The majority barely mentions the Department’s arguments, and has essentially overlooked the Department’s entire brief. Not only that, the majority completely misrepresents the Department’s position. See 234 Ill. 2d at 284 (“The parties agree that if electricity is ‘tangible personal property,’ then Exelon would be engaged in ‘retailing’ as defined by section 201(e)”). The principal argument that the Department made on appeal — that given this court’s precedents going back 75 years that electric utilities are not retailers of tangible personal property (see Peoples Gas Light & Coke Co., 359 Ill. at 158-61), we must assume that the legislature did not intend for the tax credit in question to apply to electric utilities — is never addressed. This failure of the majority to do so is rendered even more puzzling by the reasons the majority gives for making its opinion prospective only. The majority concedes that the outcome of today’s opinion was not clearly foreshadowed. 234 Ill. 2d at 286. Indeed, it was the opposite result that was clearly foreshadowed. The majority further states that Farrand Coal “suggested” in “obiter dicta” that electricity is intangible.12 234 Ill. 2d at 286. The majority also explains that prospective application will give the legislature a chance to comport with this court’s new definition, while avoiding the uncertainty in other areas of tax law that would result from retroactive application. 234 Ill. 2d at 286. Is this not a clear acknowledgment that the legislature did not intend for the tax credit to include electric utilities when it originally enacted it? And, if the majority concedes that “[t]he fundamental rule of statutory construction is to give effect to the intention of the legislature” (234 Ill. 2d at 274), why not simply hold that the tax credit is not available to electric utilities? I would allow rehearing, address the Department’s arguments, apply this court’s well-established precedent, and hold that the tax credit is not available to electric utilities. Below is a summary of the key problems with the majority opinion that demand some sort of corrective action.

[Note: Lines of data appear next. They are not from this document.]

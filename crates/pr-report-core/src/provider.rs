//! Source trait for pull request data.

use async_trait::async_trait;

use crate::error::Result;
use crate::types::{CommitRecord, PullRequestSummary, User};

/// Something that can answer the three questions a report needs:
/// who am I, which PRs did I open on a date, and what commits do they have.
#[async_trait]
pub trait PullRequestSource: Send + Sync {
    /// Get the provider name (e.g., "github")
    fn name(&self) -> &'static str;

    /// Get the user the source is authenticated as
    async fn fetch_user(&self) -> Result<User>;

    /// Search pull requests authored by `login` and created on `date` (`YYYY-MM-DD`)
    async fn search_pull_requests(&self, login: &str, date: &str)
        -> Result<Vec<PullRequestSummary>>;

    /// Get the commits of a pull request by its REST URL
    async fn fetch_commits(&self, pr_api_url: &str) -> Result<Vec<CommitRecord>>;
}
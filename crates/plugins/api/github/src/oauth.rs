//! GitHub OAuth app: authorize URL and code-for-token exchange.

use pr_report_core::{Error, Result};
use reqwest::Url;
use tracing::{debug, warn};

use crate::types::{AccessTokenRequest, AccessTokenResponse};
use crate::USER_AGENT;

/// Scopes requested at login.
pub const OAUTH_SCOPES: &[&str] = &["read:user", "user:email"];

/// GitHub OAuth app credentials and endpoints.
#[derive(Debug, Clone)]
pub struct OAuthApp {
    oauth_url: String,
    client_id: String,
    client_secret: String,
    redirect_url: String,
    client: reqwest::Client,
}

impl OAuthApp {
    /// Create an OAuth app served by `oauth_url` (`https://github.com` for github.com).
    pub fn with_base_url(
        oauth_url: impl Into<String>,
        client_id: impl Into<String>,
        client_secret: impl Into<String>,
        redirect_url: impl Into<String>,
    ) -> Self {
        Self {
            oauth_url: oauth_url.into().trim_end_matches('/').to_string(),
            client_id: client_id.into(),
            client_secret: client_secret.into(),
            redirect_url: redirect_url.into(),
            client: reqwest::Client::new(),
        }
    }

    /// URL the browser is sent to for consent.
    pub fn authorize_url(&self, state: &str) -> Result<Url> {
        let scope = OAUTH_SCOPES.join(" ");
        Url::parse_with_params(
            &format!("{}/login/oauth/authorize", self.oauth_url),
            &[
                ("access_type", "offline"),
                ("client_id", self.client_id.as_str()),
                ("redirect_uri", self.redirect_url.as_str()),
                ("response_type", "code"),
                ("scope", scope.as_str()),
                ("state", state),
            ],
        )
        .map_err(|e| Error::Config(format!("Invalid OAuth URL: {}", e)))
    }

    /// Exchange an authorization code for an access token.
    pub async fn exchange_code(&self, code: &str) -> Result<String> {
        let url = format!("{}/login/oauth/access_token", self.oauth_url);
        debug!(url = url, "GitHub OAuth token exchange");

        let response = self
            .client
            .post(&url)
            .header("Accept", "application/json")
            .header("User-Agent", USER_AGENT)
            .form(&AccessTokenRequest {
                client_id: &self.client_id,
                client_secret: &self.client_secret,
                code,
                redirect_uri: &self.redirect_url,
            })
            .send()
            .await
            .map_err(|e| Error::Http(e.to_string()))?;

        let status = response.status();
        if !status.is_success() {
            let message = response.text().await.unwrap_or_default();
            warn!(status = status.as_u16(), "GitHub OAuth exchange failed");
            return Err(Error::from_status(status.as_u16(), message));
        }

        let body: AccessTokenResponse = response
            .json()
            .await
            .map_err(|e| Error::InvalidData(format!("Failed to parse token response: {}", e)))?;

        match (body.access_token, body.error) {
            (Some(token), None) if !token.is_empty() => Ok(token),
            (_, Some(error)) => Err(Error::Unauthorized(format!(
                "{}: {}",
                error,
                body.error_description.unwrap_or_default()
            ))),
            _ => Err(Error::Unauthorized(
                "Token response did not contain an access token".to_string(),
            )),
        }
    }
}
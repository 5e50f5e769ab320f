use std::collections::HashMap;

use rust_decimal::Decimal;
use serde::{Deserialize, Serialize};
use thiserror::Error;

/// A minimal symbolic cost algebra: variables, constants, addition and
/// multiplication, plus substitution. A full CAS is not needed here — tree
/// depth never exceeds recipe depth, and no simplification beyond literal
/// substitution is required for evaluation.
#[derive(Debug, Clone, PartialEq, Serialize, Deserialize)]
pub enum Expression {
    Const(Decimal),
    Var(String),
    Add(Box<Expression>, Box<Expression>),
    Mul(Box<Expression>, Box<Expression>),
}

impl Expression {
    pub fn konst(value: impl Into<Decimal>) -> Self {
        Expression::Const(value.into())
    }

    pub fn var(name: impl Into<String>) -> Self {
        Expression::Var(name.into())
    }

    pub fn add(self, other: Expression) -> Self {
        Expression::Add(Box::new(self), Box::new(other))
    }

    pub fn mul(self, other: Expression) -> Self {
        Expression::Mul(Box::new(self), Box::new(other))
    }

    /// Returns a copy of `self` with every occurrence of variable `name`
    /// replaced by `replacement`.
    pub fn subst(&self, name: &str, replacement: &Expression) -> Expression {
        match self {
            Expression::Const(_) => self.clone(),
            Expression::Var(v) if v == name => replacement.clone(),
            Expression::Var(_) => self.clone(),
            Expression::Add(a, b) => Expression::Add(
                Box::new(a.subst(name, replacement)),
                Box::new(b.subst(name, replacement)),
            ),
            Expression::Mul(a, b) => Expression::Mul(
                Box::new(a.subst(name, replacement)),
                Box::new(b.subst(name, replacement)),
            ),
        }
    }

    /// Numerically evaluates the expression, resolving every free variable
    /// through `bindings`. Errors on the first unbound variable encountered.
    pub fn eval(&self, bindings: &HashMap<String, Decimal>) -> Result<Decimal, EvalError> {
        match self {
            Expression::Const(c) => Ok(*c),
            Expression::Var(v) => bindings
                .get(v)
                .copied()
                .ok_or_else(|| EvalError::UnboundVariable(v.clone())),
            Expression::Add(a, b) => Ok(a.eval(bindings)? + b.eval(bindings)?),
            Expression::Mul(a, b) => Ok(a.eval(bindings)? * b.eval(bindings)?),
        }
    }

    /// Every variable name appearing anywhere in the expression.
    pub fn free_vars(&self, into: &mut std::collections::BTreeSet<String>) {
        match self {
            Expression::Const(_) => {}
            Expression::Var(v) => {
                into.insert(v.clone());
            }
            Expression::Add(a, b) | Expression::Mul(a, b) => {
                a.free_vars(into);
                b.free_vars(into);
            }
        }
    }
}

#[derive(Error, Debug, PartialEq)]
pub enum EvalError {
    #[error("unbound variable '{0}'")]
    UnboundVariable(String),
}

I. Obiter Dicta: The Majority Opinion Is Wrong on the Merits

The Department correctly points out that this court’s determination that Farrand Coal’s discussion of the tangibility of electricity was obiter dicta is demonstrably false. As the Department notes, an essential element of the plaintiffs claim in Farrand Coal was demonstrating that its product was resold by the purchaser as tangible personal property. Accordingly, the plaintiff could not succeed without demonstrating that electric utilities sell tangible personal property. Thus, the discussion of this issue could not be obiter dicta. Moreover, in the section of the opinion that the majority acknowledges is the court’s holding, this court stated quite clearly and explicitly that the sale of electrical energy by a utility is not a sale of tangible personal property. Farrand Coal, 10 Ill. 2d at 513. How much more clearly could the court have said it? Moreover, if the court expressly held that energy is intangible (Farrand Coal, 10 Ill. 2d at 511), how can the majority possibly conclude that it is an issue of first impression whether electrical energy is intangible? Exelon’s counsel conceded in its written argument in support of summary judgment that the holding that energy is intangible necessarily includes electricity:

“The court in Farrand Coal Co. found that electricity was not ‘tangible’ in the ordinary sense of the word because, apart from its connection with mass and matter, ‘energy’ cannot be stored, weighed, transported, or touched, and it thus not otherwise perceptible by the senses.” (Emphasis added.)

Does the majority really expect anyone to believe that when this court stated that energy is intangible and that electric utilities are not retailers of tangible personal property it was merely making offhand comments (for who knows what reason) instead of addressing and rejecting the key component of the plaintiff’s claim? Moreover, the majority does not believe its own opinion. The majority states that Farrand Coal was based on our scientific understanding of over a half century ago, but that our current understanding of electricity has progressed beyond that time.13 If this is an issue of first impression (234 Ill. 2d at 286), what has our understanding of electricity progressed beyond?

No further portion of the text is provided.